Antes de girar el picaporte, se volvió hacia mí.
—Por cierto, Ernesto. Ya encontré reemplazo para tu asistente. —Lo miré con una ceja alzada.. —Es una joven muy responsable, eficiente. Estoy seguro de que puede con el trabajo fácilmente.
—¿Una recomendada más? —pregunté con tono ácido.
Él sonrió.
—Es la hija de mi amiga Christa, de Montenegro. Tal vez no la recuerdan, pero solíamos verlos cuando ustedes eran chicos, antes de que dejáramos de ir. Se llama Sara.
Erik y yo nos miramos. Me encogí de hombros. No tenía idea de quién era. Montenegro era un recuerdo borroso de infancia.
—Solo te aclaro algo, papá. —le advertí mientras me cruzaba de brazos—. Que sea hija de tus amigos del pueblo no significa que vaya a tener trato especial… ni que yo vaya a ser más amable con ella.
Papá me miró con una sonrisa cargada de ironía.
—No esperaba menos de ti. —musitó con sarcasmo—. Pero estoy seguro de que podrán... llevarse bien.
Giró el picaporte y habló con su secretaria.
—Haz pasar a la señorita Sara Sandoval, por favor.

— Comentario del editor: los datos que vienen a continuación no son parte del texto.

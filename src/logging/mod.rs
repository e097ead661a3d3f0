//! Application logging functionality
//!
//! Logs go to stderr. When enabled in settings they are also written to a
//! dated file in the logs directory, without ANSI colors.

use std::path::{Path, PathBuf};
use tracing::level_filters::LevelFilter;
use tracing::Level;
use tracing_appender::rolling::{RollingFileAppender, Rotation};
use tracing_subscriber::prelude::*;
use tracing_subscriber::{fmt, EnvFilter};

/// Name of the log file for the current day
pub fn current_log_file_name() -> String {
    let timestamp = chrono::Utc::now().format("%Y-%m-%d");
    format!("tofu-{}.log", timestamp)
}

fn file_appender(logs_dir: &Path) -> anyhow::Result<RollingFileAppender> {
    std::fs::create_dir_all(logs_dir)?;
    let appender = RollingFileAppender::builder()
        .rotation(Rotation::NEVER)
        .filename_prefix(current_log_file_name())
        .build(logs_dir)?;
    Ok(appender)
}

/// Install the global subscriber
///
/// `RUST_LOG` takes precedence over `level`. Returns the log file path when
/// file logging is active.
pub fn init(level: Level, logs_dir: Option<&Path>) -> anyhow::Result<Option<PathBuf>> {
    let filter = EnvFilter::builder()
        .with_default_directive(LevelFilter::from_level(level).into())
        .from_env_lossy();

    let stderr_layer = fmt::layer()
        .with_writer(std::io::stderr)
        .with_target(false);

    let (file_layer, log_file) = match logs_dir {
        Some(dir) => {
            let appender = file_appender(dir)?;
            let layer = fmt::layer().with_ansi(false).with_writer(appender);
            (Some(layer), Some(dir.join(current_log_file_name())))
        }
        None => (None, None),
    };

    tracing_subscriber::registry()
        .with(filter)
        .with(stderr_layer)
        .with(file_layer)
        .try_init()
        .map_err(|e| anyhow::anyhow!("Failed to initialize logging: {}", e))?;

    Ok(log_file)
}

#[cfg(test)]
mod tests {
    use super::*;

    #[test]
    fn test_log_file_name() {
        let name = current_log_file_name();
        assert!(name.starts_with("tofu-"));
        assert!(name.ends_with(".log"));
    }

    #[test]
    fn test_file_appender_creates_directory() {
        let dir = tempfile::tempdir().unwrap();
        let logs = dir.path().join("logs");
        file_appender(&logs).unwrap();
        assert!(logs.is_dir());
    }
}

Escuchamos el clic de unos tacones en el pasillo. El eco se acercaba lentamente, firme, como un metrónomo elegante marcando el ritmo en cada segundo..
Y entonces, entró.
Mi cuerpo se tensó al instante.
Era ella.
La chica del café. La del estacionamiento. La que intentó darme lecciones de moral con su voz dulce y firme.
Ella se detuvo al verme. Y por su mirada, supe que también me reconoció.
Hubo un segundo eterno en que solo nos miramos.
Yo esbocé una sonrisa ladeada, con esa mueca irónica que usaba cuando las cosas comenzaban a ponerse interesantes.
Qué giro tan inesperado. Esto… pensé con sorna, va a ser divertido. Muy divertido.
Y por supuesto…
Iba a hacerle tragar cada una de sus palabras.